O propósito do show é subjugar o animal e então o homem irá provar toda sua força, coragem e seu domínio sobre a natureza.
No entanto, neste embate entre a selvageria e a bravura, entre o bem e o mal, você espectador está sendo ludibriado. Saiba que nada disto é verdadeiro, pois o modo como os animais se comportam na arena é resultado de sua exposição à tortura e à dor.

Primeiramente o animal entra em cena e fica apavorado pelo barulho da platéia e pela iluminação excessiva do local e, logo em seguida fica desesperado, pois é vítima de instrumentos de tortura.

O resultado é que ele pula como se fosse um animal selvagem, quando está inutilmente tentando se livrar dos apetrechos que o martirizam.
Os super-homens que o dominam e humilham são na verdade seus covardes torturadores.

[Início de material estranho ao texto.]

pub mod community;
pub mod index;
pub mod narratives;
pub mod repo;
pub mod snapshot;
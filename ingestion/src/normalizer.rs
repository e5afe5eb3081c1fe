use crate::error::IngestionError;
use crate::urls::{extract_hashtags, extract_mention_handles, extract_urls};
use chrono::{DateTime, Duration, NaiveDateTime, TimeZone, Utc};
use sentinel_core::model::{AccountUpdate, Post};
use serde::{Deserialize, Serialize};
use serde_json::{Map, Value};
use sha2::{Digest, Sha256};

/// A scraped event as delivered by a platform adapter.
#[derive(Debug, Clone, PartialEq, Serialize, Deserialize)]
pub struct RawEvent {
    #[serde(default = "default_platform")]
    pub platform: String,
    pub payload: Value,
}

fn default_platform() -> String {
    "twitter".to_string()
}

impl RawEvent {
    pub fn new(platform: impl Into<String>, payload: Value) -> Self {
        Self {
            platform: platform.into(),
            payload,
        }
    }
}

/// Canonical post plus what the event said about its author. Mentioned
/// handles are resolved to account ids by the pipeline.
#[derive(Debug, Clone, PartialEq)]
pub struct NormalizedEvent {
    pub post: Post,
    pub author: AccountUpdate,
    pub mention_handles: Vec<String>,
}

const NAIVE_FORMATS: &[&str] = &[
    "%Y-%m-%dT%H:%M:%S%.f",
    "%Y-%m-%d %H:%M:%S%.f",
    "%Y-%m-%dT%H:%M:%S",
    "%Y-%m-%d %H:%M:%S",
];

/// Validates and canonicalizes one raw event. `now` bounds how far in the
/// future `created_at` may lie.
pub fn normalize(
    raw: &RawEvent,
    now: DateTime<Utc>,
    max_future_skew: Duration,
) -> Result<NormalizedEvent, IngestionError> {
    let payload = raw
        .payload
        .as_object()
        .ok_or_else(|| IngestionError::malformed("payload is not an object"))?;
    let author_obj = payload.get("author").and_then(Value::as_object);

    let id = string_field(payload, &["id", "tweet_id", "post_id"])
        .ok_or_else(|| IngestionError::malformed("missing id"))?;
    let author_id = string_field(payload, &["author_id", "user_id"])
        .or_else(|| author_obj.and_then(|a| string_field(a, &["id"])))
        .ok_or_else(|| IngestionError::malformed(format!("post {id}: missing author_id")))?;

    let raw_text = string_field(payload, &["text", "text_raw", "full_text"])
        .ok_or_else(|| IngestionError::malformed(format!("post {id}: missing text")))?;
    let text = collapse_whitespace(&raw_text);
    if text.is_empty() {
        return Err(IngestionError::malformed(format!("post {id}: empty text")));
    }

    let created_raw = payload
        .get("created_at")
        .or_else(|| payload.get("timestamp_absolute"))
        .or_else(|| payload.get("timestamp"))
        .ok_or_else(|| IngestionError::malformed(format!("post {id}: missing created_at")))?;
    let created_at = parse_timestamp(created_raw).ok_or_else(|| {
        IngestionError::malformed(format!("post {id}: unparseable created_at {created_raw}"))
    })?;
    if created_at > now + max_future_skew {
        return Err(IngestionError::malformed(format!(
            "post {id}: created_at {created_at} is in the future"
        )));
    }

    let handle = string_field(payload, &["handle", "username", "screen_name"])
        .or_else(|| author_obj.and_then(|a| string_field(a, &["handle", "username"])))
        .map(|h| h.trim_start_matches('@').to_string())
        .filter(|h| !h.is_empty());

    let author_field = |keys: &[&str]| {
        keys.iter()
            .find_map(|key| payload.get(*key))
            .or_else(|| author_obj.and_then(|a| keys.iter().find_map(|key| a.get(*key))))
    };

    let author = AccountUpdate {
        id: author_id.clone(),
        handle,
        created_at: author_field(&["author_created_at", "account_created_at", "created_at_account"])
            .and_then(parse_timestamp),
        followers: author_field(&["followers", "followers_count"]).and_then(parse_count),
        following: author_field(&["following", "following_count", "friends_count"])
            .and_then(parse_count),
        reported_post_count: author_field(&["author_post_count", "statuses_count"])
            .and_then(parse_count),
    };

    let mut mentions: Vec<String> = Vec::new();
    if let Some(ids) = payload.get("mention_ids").and_then(Value::as_array) {
        for mention in ids.iter().filter_map(value_to_string) {
            if mention != author_id && !mentions.contains(&mention) {
                mentions.push(mention);
            }
        }
    }

    let post = Post {
        text_hash: text_hash(&text),
        urls: extract_urls(&text),
        hashtags: extract_hashtags(&text),
        id,
        author_id,
        created_at,
        embedding: None,
        reply_to: string_field(payload, &["reply_to", "in_reply_to_id", "in_reply_to_status_id"]),
        retweet_of: string_field(payload, &["retweet_of", "retweeted_id", "retweeted_status_id"]),
        mentions,
        text,
    };

    Ok(NormalizedEvent {
        mention_handles: extract_mention_handles(&post.text),
        post,
        author,
    })
}

/// Partition key for an unparsed event: the author id when one is present,
/// else the post id. Events of one author therefore stay in arrival order.
pub fn routing_key(raw: &RawEvent) -> Option<String> {
    let payload = raw.payload.as_object()?;
    string_field(payload, &["author_id", "user_id"])
        .or_else(|| {
            payload
                .get("author")
                .and_then(Value::as_object)
                .and_then(|author| string_field(author, &["id"]))
        })
        .or_else(|| string_field(payload, &["id", "tweet_id", "post_id"]))
}

pub fn collapse_whitespace(text: &str) -> String {
    text.split_whitespace().collect::<Vec<_>>().join(" ")
}

/// SHA-256 over the lowercase alphanumeric projection of `text`, hex encoded.
/// Texts differing only in case, spacing or punctuation share a hash.
pub fn text_hash(text: &str) -> String {
    let projected: String = text
        .chars()
        .filter(|c| c.is_alphanumeric())
        .flat_map(char::to_lowercase)
        .collect();
    Sha256::digest(projected.as_bytes())
        .iter()
        .map(|byte| format!("{:02x}", byte))
        .collect()
}

fn value_to_string(value: &Value) -> Option<String> {
    match value {
        Value::String(s) if !s.trim().is_empty() => Some(s.trim().to_string()),
        Value::Number(n) => Some(n.to_string()),
        _ => None,
    }
}

fn string_field(object: &Map<String, Value>, keys: &[&str]) -> Option<String> {
    keys.iter()
        .find_map(|key| object.get(*key).and_then(value_to_string))
}

fn parse_count(value: &Value) -> Option<u64> {
    match value {
        Value::Number(n) => n.as_u64(),
        Value::String(s) => s.trim().replace(',', "").parse().ok(),
        _ => None,
    }
}

/// RFC 3339, naive ISO-like (read as UTC), or unix seconds / milliseconds.
fn parse_timestamp(value: &Value) -> Option<DateTime<Utc>> {
    match value {
        Value::Number(n) => {
            let raw = n.as_i64()?;
            if raw.abs() >= 1_000_000_000_000 {
                Utc.timestamp_millis_opt(raw).single()
            } else {
                Utc.timestamp_opt(raw, 0).single()
            }
        }
        Value::String(s) => {
            let s = s.trim();
            if let Ok(parsed) = DateTime::parse_from_rfc3339(s) {
                return Some(parsed.with_timezone(&Utc));
            }
            NAIVE_FORMATS
                .iter()
                .find_map(|format| NaiveDateTime::parse_from_str(s, format).ok())
                .map(|naive| Utc.from_utc_datetime(&naive))
        }
        _ => None,
    }
}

Estudos sérios demonstram as inúmeras irregularidades encontradas nos Rodeios. Neles foram listados os seguintes instrumentos de tortura: sedem, utilizado para comprimir a virilha e os genitais do animal; choques e espancamentos; esporas; laçada ao bezerro; alfinetes, etc.

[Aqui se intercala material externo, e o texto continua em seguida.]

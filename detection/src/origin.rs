use chrono::{DateTime, Duration, Utc};
use serde::Serialize;
use sentinel_core::config::QueryConfig;
use sentinel_core::model::{AccountId, Narrative, NarrativeId, PostId};
use storage::repo::Repository;

#[derive(Debug, Clone, PartialEq, Serialize)]
pub struct OriginSeed {
    pub post_id: PostId,
    pub account_id: AccountId,
    pub handle: Option<String>,
    pub created_at: DateTime<Utc>,
    pub minutes_after_origin: f64,
}

#[derive(Debug, Clone, PartialEq, Serialize)]
pub struct SpreadPoint {
    pub time: DateTime<Utc>,
    pub volume: usize,
    pub cumulative: usize,
}

/// Where a narrative started and how it spread.
#[derive(Debug, Clone, PartialEq, Serialize)]
pub struct OriginReport {
    pub narrative_id: NarrativeId,
    pub origin_post_id: PostId,
    pub origin_account_id: Option<AccountId>,
    pub first_seen: DateTime<Utc>,
    pub last_seen: DateTime<Utc>,
    pub seeds: Vec<OriginSeed>,
    pub timeline: Vec<SpreadPoint>,
    pub peak: Option<SpreadPoint>,
    pub duration_hours: f64,
    pub avg_velocity: f64,
}

/// Seeds are members posted within `origin_seed_minutes` of the first
/// post; the timeline buckets every member by `origin_bucket_minutes`.
pub fn trace_origin(narrative: &Narrative, repo: &Repository, config: &QueryConfig) -> OriginReport {
    let seed_cutoff = narrative.first_seen + Duration::minutes(config.origin_seed_minutes);
    let bucket_secs = config.origin_bucket_minutes.max(1) * 60;

    let mut members: Vec<(&DateTime<Utc>, &PostId)> =
        narrative.members.iter().map(|(id, ts)| (ts, id)).collect();
    members.sort();

    let seeds = members
        .iter()
        .filter(|(ts, _)| **ts <= seed_cutoff)
        .map(|(ts, post_id)| {
            let account_id = repo.author_of(post_id).unwrap_or_default();
            let handle = repo.get_account(&account_id).map(|a| a.handle);
            OriginSeed {
                post_id: (*post_id).clone(),
                account_id,
                handle,
                created_at: **ts,
                minutes_after_origin: (**ts - narrative.first_seen).num_seconds() as f64 / 60.0,
            }
        })
        .collect();

    let mut timeline: Vec<SpreadPoint> = Vec::new();
    let mut cumulative = 0usize;
    for (ts, _) in &members {
        let offset = (**ts - narrative.first_seen).num_seconds().max(0) / bucket_secs;
        let time = narrative.first_seen + Duration::seconds(offset * bucket_secs);
        cumulative += 1;
        match timeline.last_mut() {
            Some(point) if point.time == time => {
                point.volume += 1;
                point.cumulative = cumulative;
            }
            _ => timeline.push(SpreadPoint {
                time,
                volume: 1,
                cumulative,
            }),
        }
    }

    let peak = timeline
        .iter()
        .max_by(|a, b| a.volume.cmp(&b.volume).then(b.time.cmp(&a.time)))
        .cloned();
    let duration_hours = (narrative.last_seen - narrative.first_seen).num_seconds() as f64 / 3_600.0;

    OriginReport {
        narrative_id: narrative.id.clone(),
        origin_post_id: narrative.origin_post_id.clone(),
        origin_account_id: repo.author_of(&narrative.origin_post_id),
        first_seen: narrative.first_seen,
        last_seen: narrative.last_seen,
        seeds,
        timeline,
        peak,
        duration_hours,
        avg_velocity: narrative.tweet_count() as f64 / duration_hours.max(0.1),
    }
}
pub mod error;
pub mod params;
pub mod publisher;
pub mod service;
pub mod views;

pub use error::QueryError;
pub use params::{BotParams, GraphParams, NarrativeParams, ParamError, StatsParams};
pub use publisher::SnapshotPublisher;
pub use service::QueryService;
pub use views::{BotView, GraphView, NarrativeView, Projection, StatsView, UserView};
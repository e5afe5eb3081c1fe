use crate::risk::{assess, hourly_profile, RiskInputs};
use chrono::{DateTime, Utc};
use ingestion::urls::ThreatIntel;
use sentinel_core::config::RiskConfig;
use sentinel_core::model::{BotLabel, CommunityId, GraphSnapshot, Narrative, RiskAssessment};
use std::collections::BTreeMap;
use std::sync::Arc;
use storage::narratives::NarrativeStore;
use storage::repo::{Repository, StoreError};
use tracing::debug;

/// Derives the risk inputs of a narrative from current member, bot-score
/// and community state, then writes the assessment back.
pub struct NarrativeAnalyzer {
    config: RiskConfig,
    threat_intel: Arc<dyn ThreatIntel>,
    max_retries: usize,
}

#[derive(Debug, Clone, PartialEq)]
pub struct NarrativeSignals {
    pub inputs: RiskInputs,
    pub dominant_community: Option<CommunityId>,
}

impl NarrativeAnalyzer {
    pub fn new(config: &RiskConfig, threat_intel: Arc<dyn ThreatIntel>, max_retries: usize) -> Self {
        Self {
            config: config.clone(),
            threat_intel,
            max_retries,
        }
    }

    pub fn signals(
        &self,
        narrative: &Narrative,
        repo: &Repository,
        graph: &GraphSnapshot,
        now: DateTime<Utc>,
    ) -> NarrativeSignals {
        let (velocity, baseline) = hourly_profile(
            narrative.members.values().copied(),
            now,
            self.config.baseline_hours,
        );

        let mut bot_member_count = 0usize;
        let mut suspicious_url_posts = 0usize;
        let mut per_community: BTreeMap<&str, usize> = BTreeMap::new();

        for post_id in narrative.member_post_ids() {
            let Some(post) = repo.get_post(post_id) else {
                continue;
            };
            let is_bot = repo
                .bot_score(&post.author_id)
                .is_some_and(|score| score.label == BotLabel::Bot);
            if is_bot {
                bot_member_count += 1;
            }
            if post.urls.iter().any(|url| self.threat_intel.is_suspicious(url)) {
                suspicious_url_posts += 1;
            }
            if let Some(community) = graph.membership.get(&post.author_id) {
                *per_community.entry(community.as_str()).or_insert(0) += 1;
            }
        }

        // most member posts wins, ties to the lowest id
        let dominant = per_community
            .into_iter()
            .max_by(|a, b| a.1.cmp(&b.1).then(b.0.cmp(a.0)))
            .map(|(id, _)| id.to_string());
        let coordination = dominant
            .as_deref()
            .and_then(|id| graph.community(id))
            .map(|community| community.cohesion())
            .unwrap_or(0.0);

        NarrativeSignals {
            inputs: RiskInputs {
                member_count: narrative.tweet_count(),
                bot_member_count,
                velocity,
                baseline,
                coordination,
                suspicious_url_posts,
            },
            dominant_community: dominant,
        }
    }

    pub fn assess(&self, signals: &NarrativeSignals) -> RiskAssessment {
        assess(&signals.inputs, &self.config)
    }

    /// Reassesses every live narrative. Returns how many were updated.
    pub fn refresh(
        &self,
        store: &NarrativeStore,
        repo: &Repository,
        graph: &GraphSnapshot,
        now: DateTime<Utc>,
    ) -> Result<usize, StoreError> {
        let mut updated = 0usize;
        for narrative in store.snapshot() {
            if narrative.archived {
                continue;
            }
            let signals = self.signals(&narrative, repo, graph, now);
            let assessment = self.assess(&signals);
            let bot_ratio = signals.inputs.bot_ratio();
            let velocity = signals.inputs.velocity;

            store.update_with_retry(&narrative.id, self.max_retries, |target| {
                target.velocity = velocity;
                target.bot_ratio = bot_ratio;
                target.risk_score = assessment.risk_score;
                target.risk_level = assessment.risk_level;
                target.urgency = assessment.urgency;
                target.dominant_community = signals.dominant_community.clone();
                target.risk = Some(assessment.clone());
                Ok(())
            })?;
            debug!(
                narrative_id = %narrative.id,
                risk_score = assessment.risk_score,
                "narrative reassessed"
            );
            updated += 1;
        }
        Ok(updated)
    }
}
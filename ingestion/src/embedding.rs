use sentinel_core::embedding::{deterministic_embedding, EMBEDDING_DIMS};
use sentinel_core::error::{ErrorKind, SentinelError};
use std::future::Future;
use std::pin::Pin;
use thiserror::Error;

pub type BoxFuture<'a, T> = Pin<Box<dyn Future<Output = T> + Send + 'a>>;

#[derive(Debug, Error, Clone, PartialEq, Eq)]
pub enum EmbeddingError {
    #[error("embedding model unavailable: {0}")]
    Unavailable(String),
    #[error("embedding model rejected input: {0}")]
    Rejected(String),
}

impl SentinelError for EmbeddingError {
    fn error_kind(&self) -> ErrorKind {
        match self {
            EmbeddingError::Unavailable(_) => ErrorKind::EmbeddingTimeout,
            EmbeddingError::Rejected(_) => ErrorKind::InvalidArgument,
        }
    }
}

/// Embedding model seam. Implementations must be deterministic for a fixed
/// `model_id`.
pub trait Embedder: Send + Sync {
    fn embed<'a>(
        &'a self,
        text: &'a str,
        model_id: &'a str,
    ) -> BoxFuture<'a, Result<Vec<f32>, EmbeddingError>>;

    fn dims(&self) -> usize;
}

pub struct DeterministicEmbedder {
    dims: usize,
}

impl DeterministicEmbedder {
    pub fn new(dims: usize) -> Self {
        Self { dims: dims.max(1) }
    }
}

impl Default for DeterministicEmbedder {
    fn default() -> Self {
        Self::new(EMBEDDING_DIMS)
    }
}

impl Embedder for DeterministicEmbedder {
    fn embed<'a>(
        &'a self,
        text: &'a str,
        model_id: &'a str,
    ) -> BoxFuture<'a, Result<Vec<f32>, EmbeddingError>> {
        let dims = self.dims;
        Box::pin(async move { Ok(deterministic_embedding(text, model_id, dims)) })
    }

    fn dims(&self) -> usize {
        self.dims
    }
}
use super::{PortalApp, Screen};
use crate::concept::{ConceptStep, FlagField, ListField, TextField, INPUT_EXTENSIONS};
use crate::files::AttachStatus;
use crate::portal::{Institution, ProjectType, WorkflowStep};
use crate::service::EXPORT_FILE_NAME;
use crate::utils::file_size::{format_size, total_size};
use eframe::egui::{self, Color32, RichText};
use rfd::FileDialog;

const ACCENT: Color32 = Color32::from_rgb(37, 99, 235);
const ERROR: Color32 = Color32::from_rgb(220, 50, 50);
const WARNING: Color32 = Color32::from_rgb(217, 119, 6);
const MUTED: Color32 = Color32::from_rgb(150, 150, 150);
const SUCCESS: Color32 = Color32::from_rgb(0, 180, 0);

struct CategoryView {
    key: String,
    label: String,
    required: bool,
    conditional: bool,
    files: Vec<(String, u64)>,
}

fn render_messages(ui: &mut egui::Ui, errors: &[String], warnings: &[String]) {
    if errors.is_empty() && warnings.is_empty() {
        return;
    }
    ui.add_space(10.0);
    ui.group(|ui| {
        for error in errors {
            ui.colored_label(ERROR, format!("⚠ {}", error));
        }
        for warning in warnings {
            ui.colored_label(WARNING, format!("ℹ {}", warning));
        }
    });
}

Tudo isto é irregular e ilegal, além de ferir a ética e a civilidade. Todos sabem que maus-tratos aos animais é crime com punição prevista por Lei, mas como nem sempre existe fiscalização, tudo se torna permitido.

Você pode encontrar detalhes sobre estes abusos, lendo o excelente texto sobre Rodeios da advogada Renata de Freitas Martins, do Rancho dos Gnomos:

http://www.ranchodosgnomos.org.br/savana/direitos.php?pagina=rodeios

Agora que você já sabe como se dá este embate, tenho certeza que não será conivente com este tipo de violência e não irá incentivá-lo.
Como pode ser chamado de diversão um evento onde os animais são torturados e humilhados?

Neste triste espetáculo, o público, ao se identificar com o mais forte, é cúmplice da dor e do sofrimento impingido aos animais.
E no final da encenação você já sabe, ocorre a celebração da crueldade humana.